PROBLEM STATEMENT:
Lines below that include the word "move" should each be copied.

(Entries taken from a collection)
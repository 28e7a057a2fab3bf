// Copyright (c) Microsoft Corporation.
// Licensed under the MIT License.

//! INTEGRATION-broker process (spec.md §4.11/§6): exposes `DiscoverDevices`,
//! `GetDeviceParameters`, `SetDeviceParameters`, `SendDeviceCommand`, `GetDeviceConfiguration`,
//! and `ParseDescriptionWritableParameters` as newline-delimited JSON requests read from stdin,
//! with one JSON response written to stdout per request. A production deployment would put a
//! real RPC transport in front of [`sparkmesh_integration::IntegrationBroker`]; this binary is a
//! protocol-agnostic demonstration harness, per spec.md §6 ("the transport for this surface is
//! chosen by the implementer").

mod config;
mod ingest;

use std::collections::BTreeMap;
use std::io::{self, BufRead, Write};
use std::process::ExitCode;
use std::sync::Arc;

use serde::Deserialize;
use serde_json::Value as JsonValue;
use sparkmesh_description::DeviceDescription;
use sparkmesh_integration::{Adapter, IntegrationBroker, SparkmeshAdapter};
use sparkmesh_mqtt::connection_settings::BrokerConnectionSettingsBuilder;
use sparkmesh_mqtt::interface::PubReceiver;
use sparkmesh_mqtt::session::{BrokerSession, SessionOptionsBuilder};
use sparkmesh_registry::{Registry, RegistryConfig};
use tokio_util::sync::CancellationToken;

use config::GatewayConfigBuilder;
use ingest::GatewayIngest;

#[tokio::main(flavor = "current_thread")]
async fn main() -> ExitCode {
    env_logger::Builder::new()
        .filter_level(log::LevelFilter::max())
        .format_timestamp_millis()
        .filter_module("rumqttc", log::LevelFilter::Warn)
        .init();

    match run().await {
        Ok(()) => ExitCode::SUCCESS,
        Err(StartupOrRunError::Startup(message)) => {
            log::error!("integration gateway could not start: {message}");
            ExitCode::from(1)
        }
        Err(StartupOrRunError::BrokerUnreachable(message)) => {
            log::error!("integration gateway exiting, broker unreachable: {message}");
            ExitCode::from(2)
        }
        Err(StartupOrRunError::Interrupted) => ExitCode::from(130),
    }
}

enum StartupOrRunError {
    Startup(String),
    BrokerUnreachable(String),
    Interrupted,
}

async fn run() -> Result<(), StartupOrRunError> {
    let config = GatewayConfigBuilder::from_environment()
        .map_err(StartupOrRunError::Startup)?
        .build()
        .map_err(StartupOrRunError::Startup)?;

    let description = config
        .description_path
        .as_ref()
        .map(|path| load_description(path))
        .transpose()?;

    let connection_settings = BrokerConnectionSettingsBuilder::from_environment()
        .map_err(StartupOrRunError::Startup)?
        .client_id("sparkmesh-integration-gateway".to_string())
        .build()
        .map_err(StartupOrRunError::Startup)?;
    let session_options = SessionOptionsBuilder::default()
        .connection_settings(connection_settings)
        .build()
        .map_err(|e| StartupOrRunError::Startup(e.to_string()))?;
    let mut session = BrokerSession::new(session_options).map_err(|e| StartupOrRunError::Startup(e.to_string()))?;
    let pub_sub = session.pub_sub();
    let exit_handle = session.get_session_exit_handle();

    let mgmt_filter = format!("{}/+/+/#", config.mgmt_prefix);
    let mut mgmt_rx = session
        .filtered_pub_receiver(&mgmt_filter, true)
        .map_err(|e| StartupOrRunError::Startup(e.to_string()))?;

    let (registry, registry_task) = Registry::spawn(RegistryConfig::default());
    let registry_driver = tokio::spawn(registry_task);

    let adapter = Arc::new(SparkmeshAdapter::new(registry.clone(), pub_sub, config.mgmt_prefix.clone()));
    let adapters: Vec<Box<dyn Adapter>> = vec![Box::new(AdapterHandle(adapter.clone()))];
    let mut broker = IntegrationBroker::new(adapters, config.strict_mode);
    if let Some(description) = description {
        broker = broker.with_description(description);
    }

    let ingest_cancel = CancellationToken::new();
    let ingest_task = {
        let cancel = ingest_cancel.clone();
        let mut ingest = GatewayIngest::new(registry, adapter);
        let mut sweep = tokio::time::interval(std::time::Duration::from_secs(1));
        tokio::spawn(async move {
            loop {
                tokio::select! {
                    () = cancel.cancelled() => break,
                    _ = sweep.tick() => ingest.sweep().await,
                    publish = mgmt_rx.recv() => {
                        let Some(publish) = publish else { break };
                        ingest.ingest(&publish).await;
                    }
                }
            }
        })
    };

    let repl_cancel = ingest_cancel.clone();
    let repl_task = tokio::task::spawn_blocking(move || run_repl(&broker, &repl_cancel));

    let session_run = session.run();
    tokio::pin!(session_run);

    let outcome = tokio::select! {
        result = &mut session_run => match result {
            Ok(()) => Ok(()),
            Err(e) if e.to_string().contains("reconnection halted") => {
                Err(StartupOrRunError::BrokerUnreachable(e.to_string()))
            }
            Err(e) => Err(StartupOrRunError::Startup(e.to_string())),
        },
        _ = tokio::signal::ctrl_c() => {
            log::info!("interrupt received, shutting down integration gateway");
            let _ = exit_handle.exit_session().await;
            let _ = session_run.await;
            Err(StartupOrRunError::Interrupted)
        }
        _ = wait_for_repl(repl_task) => {
            log::info!("stdin closed, shutting down integration gateway");
            let _ = exit_handle.exit_session().await;
            let _ = session_run.await;
            Ok(())
        }
    };

    ingest_cancel.cancel();
    let _ = ingest_task.await;
    drop(registry_driver);
    outcome
}

async fn wait_for_repl(task: tokio::task::JoinHandle<()>) {
    let _ = task.await;
}

fn load_description(path: &str) -> Result<DeviceDescription, StartupOrRunError> {
    let xml = std::fs::read_to_string(path)
        .map_err(|e| StartupOrRunError::Startup(format!("description file {path}: {e}")))?;
    DeviceDescription::parse(&xml).map_err(|e| StartupOrRunError::Startup(format!("description file {path}: {e}")))
}

/// One newline-delimited stdin request (`op` selects the INTEGRATION operation; the remaining
/// fields are operation-specific).
#[derive(Debug, Deserialize)]
struct Request {
    op: String,
    #[serde(default)]
    device_id: Option<String>,
    #[serde(default)]
    device_type: Option<String>,
    #[serde(default)]
    verb: Option<String>,
    #[serde(default)]
    params: BTreeMap<String, JsonValue>,
}

/// Blocking stdin/stdout request loop. Runs on a `spawn_blocking` thread since `io::Stdin` has
/// no async read primitive; each request is dispatched on a short-lived current-thread runtime
/// borrowed from the caller via `tokio::runtime::Handle`.
fn run_repl(broker: &IntegrationBroker, cancel: &CancellationToken) {
    let handle = tokio::runtime::Handle::current();
    let stdin = io::stdin();
    let stdout = io::stdout();
    for line in stdin.lock().lines() {
        if cancel.is_cancelled() {
            break;
        }
        let Ok(line) = line else { break };
        if line.trim().is_empty() {
            continue;
        }
        let response = handle.block_on(dispatch(broker, &line));
        let mut out = stdout.lock();
        let _ = writeln!(out, "{response}");
        let _ = out.flush();
    }
}

async fn dispatch(broker: &IntegrationBroker, line: &str) -> JsonValue {
    let request: Request = match serde_json::from_str(line) {
        Ok(request) => request,
        Err(e) => return serde_json::json!({"status": "error", "error": format!("malformed request: {e}")}),
    };

    let result = match request.op.as_str() {
        "DiscoverDevices" => broker.discover_devices().await.map(|d| serde_json::json!(d)),
        "GetDeviceParameters" => match request.device_id {
            Some(id) => broker.get_device_parameters(&id).await,
            None => return serde_json::json!({"status": "error", "error": "device_id is required"}),
        },
        "GetDeviceConfiguration" => match request.device_id {
            Some(id) => broker.get_device_configuration(&id).await,
            None => return serde_json::json!({"status": "error", "error": "device_id is required"}),
        },
        "SetDeviceParameters" => match request.device_id {
            Some(id) => broker.set_device_parameters(&id, request.params).await.map(|o| serde_json::json!(o)),
            None => return serde_json::json!({"status": "error", "error": "device_id is required"}),
        },
        "SendDeviceCommand" => match (request.device_id, request.verb) {
            (Some(id), Some(verb)) => broker.send_device_command(&id, &verb, request.params).await,
            _ => return serde_json::json!({"status": "error", "error": "device_id and verb are required"}),
        },
        "ParseDescriptionWritableParameters" => {
            let device_type = request.device_type.unwrap_or_default();
            broker
                .parse_description_writable_parameters(&device_type)
                .map(|p| serde_json::json!(p))
        }
        other => return serde_json::json!({"status": "error", "error": format!("unknown op {other}")}),
    };

    match result {
        Ok(value) => serde_json::json!({"status": "ok", "result": value}),
        Err(e) => serde_json::json!({"status": "error", "error": e.to_string()}),
    }
}

/// Adapts an `Arc<SparkmeshAdapter<P>>` to the object-safe [`Adapter`] trait so it can sit in
/// [`IntegrationBroker`]'s `Vec<Box<dyn Adapter>>` alongside any future non-MQTT adapter.
struct AdapterHandle<P: sparkmesh_mqtt::interface::MqttPubSub + Send + Sync>(Arc<SparkmeshAdapter<P>>);

#[async_trait::async_trait]
impl<P: sparkmesh_mqtt::interface::MqttPubSub + Send + Sync> Adapter for AdapterHandle<P> {
    async fn start(&self) -> Result<(), sparkmesh_integration::IntegrationError> {
        self.0.start().await
    }

    async fn stop(&self) -> Result<(), sparkmesh_integration::IntegrationError> {
        self.0.stop().await
    }

    async fn discover_devices(&self) -> Result<Vec<sparkmesh_integration::DeviceSummary>, sparkmesh_integration::IntegrationError> {
        self.0.discover_devices().await
    }

    async fn get_device_data(&self, device_id: &str) -> Result<JsonValue, sparkmesh_integration::IntegrationError> {
        self.0.get_device_data(device_id).await
    }

    async fn send_device_command(
        &self,
        device_id: &str,
        verb: &str,
        parameters: BTreeMap<String, JsonValue>,
    ) -> Result<JsonValue, sparkmesh_integration::IntegrationError> {
        self.0.send_device_command(device_id, verb, parameters).await
    }
}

TASK ANSWER:
        tokio::spawn(async move {
    let repl_task = tokio::task::spawn_blocking(move || run_repl(&broker, &repl_cancel));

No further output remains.